Does this seem to be an issue with all versions of OnDemand? I don’t think we ever saw this in 1.8 so kind of stumped. We are on 2.0.10 now. Wondering if it’s worth trying to roll back, not exactly sure what to try next.

I’d be sad if you rolled back, but clearly that’s an option you have to keep open if it’s just not working for a large section of your users. From 1.8 to 2.0 we updated the nginx binary and modified this code slightly. If you’re using pun_root_pre_hook functionality you may be hitting new code blocks. Otherwise you should be hitting the same code as 1.8 (sans the newer version of nginx).

Do you have a development/test instance that you can safely modify the source code on?

Are you able to clean the PUN then start it up manually? What’s the output look like here? Can you prepend a time to see how long it takes the PUN to start for one of those 3/4 users?

[root@3c4ffd7a2513 ~]# /opt/ood/nginx_stage/sbin/nginx_stage nginx_clean --user jeff
jeff
[root@3c4ffd7a2513 ~]# /opt/ood/nginx_stage/sbin/nginx_stage pun --user jeff

Jeff,

Unfortunately no luck when using the nginx_clean commands individually either. No matter what I’ve tried I can’t seem to get any of those users working, even restarting the server makes no difference. It’s strange because it’s always the same affected users, and always the same users who are able to get in.

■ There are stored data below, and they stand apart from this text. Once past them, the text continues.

use config::{Config, File, FileFormat};
use secrecy::{ExposeSecret, Secret};
use serde::Deserialize;
use std::collections::HashMap;
use std::path::Path;
use tracing::warn;

/// How the exporter publishes its metrics.
#[derive(Debug, Clone, Copy, PartialEq, Eq, Default)]
pub enum ExportMode {
    /// Write a `.prom` file for node-exporter textfile collection.
    #[default]
    Text,
    /// Serve a `/metrics` endpoint over HTTP.
    Http,
}

impl ExportMode {
    /// Parse a config-file value. Anything outside the closed set is
    /// rejected so the caller can keep its default.
    pub fn parse(value: &str) -> Option<Self> {
        match value {
            "text" => Some(Self::Text),
            "http" => Some(Self::Http),
            _ => None,
        }
    }
}

/// Per-process exporter settings. Loaded once at startup; immutable for the
/// process lifetime.
#[derive(Debug, Clone)]
pub struct Settings {
    /// Exporter name; also the top-level key in the YAML override file and
    /// the stem of the textfile output name.
    pub exporter: &'static str,
    pub prom_folder: String,
    /// Poll interval in seconds.
    pub interval: u64,
    pub export: ExportMode,
    pub listen_port: u16,
    /// Upstream API base URL.
    pub url: String,
    /// Per-request timeout in seconds.
    pub timeout: u64,
    /// Trade-symbol allowlist; when empty the collector discovers symbols
    /// itself where the exchange supports it.
    pub trade_symbols: Vec<String>,
    pub api_key: Option<Secret<String>>,
    pub api_secret: Option<Secret<String>>,
}

impl Settings {
    pub fn kraken_defaults() -> Self {
        Self {
            exporter: "kraken_exporter",
            prom_folder: "/var/lib/node_exporter".to_string(),
            interval: 60,
            export: ExportMode::Text,
            listen_port: 9310,
            url: "https://api.kraken.com".to_string(),
            timeout: 5,
            trade_symbols: Vec::new(),
            api_key: None,
            api_secret: None,
        }
    }

    pub fn qryptos_defaults() -> Self {
        Self {
            exporter: "qryptos_exporter",
            prom_folder: "/var/lib/node_exporter".to_string(),
            interval: 60,
            export: ExportMode::Text,
            listen_port: 9305,
            url: "https://api.liquid.com".to_string(),
            timeout: 30,
            trade_symbols: Vec::new(),
            api_key: None,
            api_secret: None,
        }
    }

    /// Default on-disk location of the override file for this exporter.
    pub fn default_config_path(&self) -> String {
        format!("/etc/{0}/{0}.yaml", self.exporter)
    }

    /// Both credentials must be present for authenticated operations.
    pub fn has_credentials(&self) -> bool {
        self.api_key.is_some() && self.api_secret.is_some()
    }

    /// Get API key (use carefully - exposes secret)
    pub fn api_key(&self) -> Option<&str> {
        self.api_key.as_ref().map(|k| k.expose_secret().as_str())
    }

    /// Get API secret (use carefully - exposes secret)
    pub fn api_secret(&self) -> Option<&str> {
        self.api_secret.as_ref().map(|s| s.expose_secret().as_str())
    }

    /// Apply an optional YAML override file on top of these defaults.
    ///
    /// The file nests overrides under the exporter name key; only keys it
    /// explicitly sets replace the defaults (shallow, key-by-key merge).
    /// A missing file leaves the defaults untouched; a malformed file is
    /// fatal.
    pub fn load_overrides(mut self, path: &Path) -> Result<Self, ConfigError> {
        let cfg = Config::builder()
            .add_source(File::from(path).format(FileFormat::Yaml).required(false))
            .build()?;

        let mut sections: HashMap<String, SettingsPatch> = cfg.try_deserialize()?;
        if let Some(patch) = sections.remove(self.exporter) {
            self.apply(patch);
        }
        Ok(self)
    }

    fn apply(&mut self, patch: SettingsPatch) {
        if let Some(folder) = patch.prom_folder.filter(|f| !f.is_empty()) {
            self.prom_folder = folder;
        }
        // Zero means "unset": a zero interval or timeout keeps the default.
        if let Some(interval) = patch.interval.filter(|i| *i > 0) {
            self.interval = interval;
        }
        if let Some(export) = patch.export {
            match ExportMode::parse(&export) {
                Some(mode) => self.export = mode,
                None => warn!(
                    exporter = self.exporter,
                    value = %export,
                    "ignoring unknown export mode, keeping default"
                ),
            }
        }
        if let Some(port) = patch.listen_port.filter(|p| *p > 0) {
            self.listen_port = port;
        }
        if let Some(url) = patch.url.filter(|u| !u.is_empty()) {
            self.url = url;
        }
        if let Some(timeout) = patch.timeout.filter(|t| *t > 0) {
            self.timeout = timeout;
        }
        if let Some(symbols) = patch.trade_symbols.filter(|s| !s.is_empty()) {
            self.trade_symbols = symbols;
        }
        if let Some(key) = patch.api_key.filter(|k| !k.is_empty()) {
            self.api_key = Some(Secret::new(key));
        }
        if let Some(secret) = patch.api_secret.filter(|s| !s.is_empty()) {
            self.api_secret = Some(Secret::new(secret));
        }
    }
}

/// The keys an override file may set. Everything is optional; unset keys
/// keep their defaults.
#[derive(Debug, Default, Deserialize)]
struct SettingsPatch {
    prom_folder: Option<String>,
    interval: Option<u64>,
    export: Option<String>,
    listen_port: Option<u16>,
    url: Option<String>,
    timeout: Option<u64>,
    trade_symbols: Option<Vec<String>>,
    api_key: Option<String>,
    api_secret: Option<String>,
}

#[derive(Debug, thiserror::Error)]
pub enum ConfigError {
    #[error("Failed to load configuration file: {0}")]
    File(#[from] config::ConfigError),

    #[error("Invalid configuration: {0}")]
    InvalidConfiguration(String),
}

We have this running on a VM but I could snapshot and make some changes to see if we could get this to work.

Sorry - you can’t force clean and start the PUN manually like this? I guess I’m trying to limit the scope of investigation from apache and the actual PUN startup. If you can’t start it manually, then apache’s fine and we can hone in on why nginx is not starting.

[root@3c4ffd7a2513 ~]# /opt/ood/nginx_stage/sbin/nginx_stage nginx_clean --user jeff
jeff
[root@3c4ffd7a2513 ~]# /opt/ood/nginx_stage/sbin/nginx_stage pun --user jeff

Jeff, sorry I misunderstood. Yes we are able to start the PUN manually like that. I started an affected user’s PUN then had him try connecting to it and he still receives the same issue as before.

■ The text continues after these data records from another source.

use crate::core::config::Settings;
use crate::core::errors::ExporterError;
use crate::core::kernel::{QuoineJwtSigner, ReqwestRest, RestClient, RestClientBuilder, RestClientConfig};
use crate::core::traits::MetricSource;
use crate::core::types::{BalanceRecord, MetricSnapshot, RateRecord};
use crate::exchanges::qryptos::conversions;
use crate::exchanges::qryptos::rest::{Capabilities, QryptosRestClient};
use crate::exchanges::qryptos::types::QryptosProduct;
use crate::exchanges::qryptos::EXCHANGE_NAME;
use async_trait::async_trait;
use std::collections::BTreeMap;
use std::sync::Arc;
use std::time::Duration;
use tokio_retry::strategy::FixedInterval;
use tokio_retry::RetryIf;
use tracing::{debug, warn};

/// Fixed pacing for the market-load retry loop and the per-symbol fetch
/// pause.
const RATE_LIMIT_PACING: Duration = Duration::from_secs(1);

/// How tickers are retrieved, decided once from the client's declared
/// capabilities.
#[derive(Debug, Clone, Copy, PartialEq, Eq)]
pub enum TickerStrategy {
    /// One request covers every market.
    BulkTicker,
    /// One request per symbol known from the market load.
    PerSymbolViaCurrencies,
    /// One request per market from a separately fetched, cached market
    /// list.
    PerSymbolViaMarkets,
}

impl TickerStrategy {
    pub fn select(capabilities: Capabilities) -> Self {
        if capabilities.fetch_tickers {
            Self::BulkTicker
        } else if capabilities.fetch_currencies {
            Self::PerSymbolViaCurrencies
        } else {
            Self::PerSymbolViaMarkets
        }
    }
}

/// Qryptos exchange-rate and balance collector.
///
/// Rates are keyed by their `BASE/QUOTE` symbol, so a repeated symbol
/// within a cycle overwrites rather than duplicates. Balance state exists
/// only when API credentials are configured.
pub struct QryptosCollector<R: RestClient> {
    rest: QryptosRestClient<R>,
    strategy: TickerStrategy,
    has_credentials: bool,
    rates: BTreeMap<String, RateRecord>,
    balances: Vec<BalanceRecord>,
    market_cache: Option<Vec<QryptosProduct>>,
    pacing: Duration,
}

impl QryptosCollector<ReqwestRest> {
    /// Build a collector from settings and run its first fetch cycle.
    pub async fn from_settings(settings: &Settings) -> Result<Self, ExporterError> {
        let config = RestClientConfig::new(settings.url.clone(), EXCHANGE_NAME.to_string())
            .with_timeout(settings.timeout);
        let mut builder = RestClientBuilder::new(config);
        if let (Some(key), Some(secret)) = (settings.api_key(), settings.api_secret()) {
            builder = builder.with_signer(Arc::new(QuoineJwtSigner::new(
                key.to_string(),
                secret.to_string(),
            )));
        }
        let rest = QryptosRestClient::new(builder.build()?);
        Ok(Self::new(rest, settings.has_credentials()).await)
    }
}

impl<R: RestClient> QryptosCollector<R> {
    /// Construct the collector and perform one full fetch cycle.
    pub async fn new(rest: QryptosRestClient<R>, has_credentials: bool) -> Self {
        Self::with_pacing(rest, has_credentials, RATE_LIMIT_PACING).await
    }

    /// Same as [`Self::new`] with an explicit pacing interval for the retry
    /// loop and per-symbol pauses.
    pub async fn with_pacing(
        rest: QryptosRestClient<R>,
        has_credentials: bool,
        pacing: Duration,
    ) -> Self {
        let strategy = TickerStrategy::select(rest.capabilities());
        let mut collector = Self {
            rest,
            strategy,
            has_credentials,
            rates: BTreeMap::new(),
            balances: Vec::new(),
            market_cache: None,
            pacing,
        };
        collector.run_cycle().await;
        collector
    }

    pub fn strategy(&self) -> TickerStrategy {
        self.strategy
    }

    /// The rates from the most recent successful fetches, keyed by symbol.
    pub fn rates(&self) -> &BTreeMap<String, RateRecord> {
        &self.rates
    }

    async fn run_cycle(&mut self) {
        self.fetch_tickers().await;
        self.fetch_balances().await;
    }

    /// Load market metadata, retrying indefinitely while the exchange is
    /// unavailable or timing out. Any other failure propagates and aborts
    /// the cycle.
    async fn load_markets(&self) -> Result<Vec<QryptosProduct>, ExporterError> {
        debug!("loading markets");
        let pacing = FixedInterval::new(self.pacing);
        RetryIf::spawn(
            pacing,
            || self.rest.products(),
            |e: &ExporterError| {
                let retry = e.is_retryable();
                if retry {
                    warn!("market load failed, retrying: {}", e);
                }
                retry
            },
        )
        .await
    }

    async fn fetch_tickers(&mut self) {
        let products = match self.load_markets().await {
            Ok(products) => products,
            Err(e) => {
                warn!("could not load markets: {}", e);
                return;
            }
        };

        match self.strategy {
            TickerStrategy::BulkTicker => {
                debug!("loading tickers");
                for product in &products {
                    self.store_ticker(
                        &conversions::product_symbol(product),
                        product.last_traded_price.as_deref(),
                    );
                }
            }
            TickerStrategy::PerSymbolViaCurrencies => {
                for product in &products {
                    self.fetch_single_ticker(product).await;
                }
            }
            TickerStrategy::PerSymbolViaMarkets => {
                if self.market_cache.is_none() {
                    debug!("fetching markets");
                    match self.rest.markets().await {
                        Ok(markets) => self.market_cache = Some(markets),
                        Err(e) => {
                            warn!("could not fetch markets: {}", e);
                            return;
                        }
                    }
                }
                let markets = self.market_cache.clone().unwrap_or_default();
                for market in &markets {
                    self.fetch_single_ticker(market).await;
                }
            }
        }

        debug!(rates = self.rates.len(), "ticker rates after cycle");
    }

    /// One per-symbol request, followed unconditionally by the rate-limit
    /// pause. Errors are logged and the symbol skipped.
    async fn fetch_single_ticker(&mut self, product: &QryptosProduct) {
        let symbol = conversions::product_symbol(product);
        debug!(symbol = %symbol, "loading symbol");
        match self.rest.product_by_code(&product.currency_pair_code).await {
            Ok(ticker) => {
                self.store_ticker(&symbol, ticker.last_traded_price.as_deref());
            }
            Err(e) => {
                warn!(symbol = %symbol, "could not fetch ticker: {}", e);
            }
        }
        tokio::time::sleep(self.pacing).await;
    }

    fn store_ticker(&mut self, symbol: &str, last: Option<&str>) {
        if let Some(record) = conversions::convert_ticker(symbol, last) {
            self.rates.insert(symbol.to_string(), record);
        }
    }

    /// Rebuild balance state from the account endpoint. Skipped entirely
    /// without credentials; failures keep the previous state.
    async fn fetch_balances(&mut self) {
        if !self.has_credentials {
            return;
        }
        match self.rest.balance().await {
            Ok(accounts) => {
                self.balances = conversions::balance_records(&accounts);
                debug!(entries = self.balances.len(), "rebuilt balance state");
            }
            Err(e) => {
                warn!("could not fetch balances: {}", e);
            }
        }
    }
}

#[async_trait]
impl<R: RestClient> MetricSource for QryptosCollector<R> {
    fn exchange(&self) -> &'static str {
        EXCHANGE_NAME
    }

    async fn refresh(&mut self) {
        self.run_cycle().await;
    }

    fn snapshot(&self) -> MetricSnapshot {
        let balances = if self.has_credentials {
            self.balances
                .iter()
                .filter(|b| b.amount > 0.0)
                .cloned()
                .collect()
        } else {
            Vec::new()
        };
        MetricSnapshot {
            exchange: EXCHANGE_NAME,
            rates: self.rates.values().cloned().collect(),
            balances: Some(balances),
        }
    }
}

#[cfg(test)]
mod tests {
    use super::*;

    #[test]
    fn strategy_selection_follows_capability_priority() {
        let caps = Capabilities {
            fetch_tickers: true,
            fetch_currencies: true,
        };
        assert_eq!(TickerStrategy::select(caps), TickerStrategy::BulkTicker);

        let caps = Capabilities {
            fetch_tickers: false,
            fetch_currencies: true,
        };
        assert_eq!(
            TickerStrategy::select(caps),
            TickerStrategy::PerSymbolViaCurrencies
        );

        let caps = Capabilities {
            fetch_tickers: false,
            fetch_currencies: false,
        };
        assert_eq!(
            TickerStrategy::select(caps),
            TickerStrategy::PerSymbolViaMarkets
        );
    }
}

Sorry - I’m held up with classroom stuff at OSC. But I would like to solve this because it’s tricky to replicate and we (maintainers) don’t know why it happens in the first place - let alone how to resolve it.

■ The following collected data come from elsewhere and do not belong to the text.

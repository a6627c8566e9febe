use crate::core::errors::ExporterError;
use crate::core::kernel::RestClient;
use crate::exchanges::qryptos::types::{QryptosAccountBalance, QryptosProduct};

/// What the upstream client declares it can do. The collector picks its
/// ticker strategy from this once, at construction.
#[derive(Debug, Clone, Copy)]
pub struct Capabilities {
    /// All tickers in one request (`/products`).
    pub fetch_tickers: bool,
    /// Per-symbol ticker lookups against the symbols known from the market
    /// load.
    pub fetch_currencies: bool,
}

impl Default for Capabilities {
    fn default() -> Self {
        // The live exchange supports both; the narrower strategies exist
        // for clients that declare less.
        Self {
            fetch_tickers: true,
            fetch_currencies: true,
        }
    }
}

/// Thin typed wrapper around `RestClient` for the Qryptos (Quoine) API
pub struct QryptosRestClient<R: RestClient> {
    client: R,
    capabilities: Capabilities,
}

impl<R: RestClient> QryptosRestClient<R> {
    pub fn new(client: R) -> Self {
        Self {
            client,
            capabilities: Capabilities::default(),
        }
    }

    /// Override the declared capabilities.
    pub fn with_capabilities(mut self, capabilities: Capabilities) -> Self {
        self.capabilities = capabilities;
        self
    }

    pub fn capabilities(&self) -> Capabilities {
        self.capabilities
    }

    /// List all products with their current ticker data
    pub async fn products(&self) -> Result<Vec<QryptosProduct>, ExporterError> {
        self.client.get_json("/products", &[], false).await
    }

    /// Fetch one product by its pair code (e.g. `BTCUSD`)
    pub async fn product_by_code(&self, code: &str) -> Result<QryptosProduct, ExporterError> {
        let endpoint = format!("/products/code/CASH/{}", code);
        self.client.get_json(&endpoint, &[], false).await
    }

    /// List markets (same record shape as products)
    pub async fn markets(&self) -> Result<Vec<QryptosProduct>, ExporterError> {
        self.client.get_json("/markets", &[], false).await
    }

    /// Fetch account balances (authenticated)
    pub async fn balance(&self) -> Result<Vec<QryptosAccountBalance>, ExporterError> {
        self.client.get_json("/accounts/balance", &[], true).await
    }
}
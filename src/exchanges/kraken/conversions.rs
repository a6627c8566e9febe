use crate::core::types::RateRecord;
use crate::exchanges::kraken::types::KrakenTicker;
use tracing::warn;

/// Map Kraken's nonstandard currency codes to their common forms.
pub fn translate_currency(currency: &str) -> &str {
    match currency {
        "DASH" => "DSH",
        "XBT" => "BTC",
        "DOGE" => "XDG",
        other => other,
    }
}

/// Split a concatenated ticker key like `XXBTZUSD` into source and target
/// currency codes.
///
/// Source is the first three characters and target the last three, except
/// for keys starting with `X` of exactly eight characters, where the source
/// sits at `[1..4]` (four-letter prefixed asset codes like `XXBT`).
pub fn split_pair_code(code: &str) -> Option<(&str, &str)> {
    if code.len() < 6 || !code.is_ascii() {
        return None;
    }
    let source = if code.starts_with('X') && code.len() == 8 {
        &code[1..4]
    } else {
        &code[0..3]
    };
    let target = &code[code.len() - 3..];
    Some((source, target))
}

/// Convert one ticker entry into a rate record: translated source/target
/// codes and the last-trade close price.
pub fn convert_ticker(code: &str, ticker: &KrakenTicker) -> Option<RateRecord> {
    let (source, target) = split_pair_code(code)?;
    let Some(last) = ticker.close.first() else {
        warn!(pair = code, "ticker carried no close price, skipping");
        return None;
    };
    let value = match last.parse::<f64>() {
        Ok(value) => value,
        Err(e) => {
            warn!(pair = code, price = %last, "unparseable close price: {}", e);
            return None;
        }
    };
    Some(RateRecord::new(
        translate_currency(source),
        translate_currency(target),
        value,
    ))
}

/// Whether a discovered altname belongs in the allowlist. Dark-pool/index
/// pairs carry a `.d` suffix and are excluded.
pub fn is_tradable_altname(altname: &str) -> bool {
    !altname.ends_with(".d")
}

Is there any way we can meet over Zoom (or something else) and triage this? Do you have a test user available to replicate (like a johrstromtest I have at OSC). DM me with the meeting info if that’s a possibility.

In the interim - did you check ulimits for the users who this fails for? are they any different than ulimits for the users this does work for? You said you upgraded from 1.8, is it the same VM. I mean did you in place upgrade the VM or roll an entirely new machine? Lastly - are there any selinux policy issues being reported in /var/log/audit/?

Jeff,

That would be greatly appreciated. It likely won’t be until next week sometime, would that work for you? I do have the ability to create test users but our test accounts we tried didn’t have issues. I’d like to see if we could get a person or two on the team having issues to hop on the call and we can run through it.

This was an in-place upgrade from 1.8 and the same VM. We disabled selinux on this particular VM and nothing really to note in /var/log/audit.

You don’t see anything in /var/log/audit - do you happen to have SELinux enabled?

Jeff,

An update that’s kind of interesting - spun up a fresh VM with latest version of OnDemand on it and still appears to be the same error for the same users. It must be something to do with our environment then I’d assume but what, I’m not sure. As time allows I’ll try it with 1.8 and see if we get the same issue.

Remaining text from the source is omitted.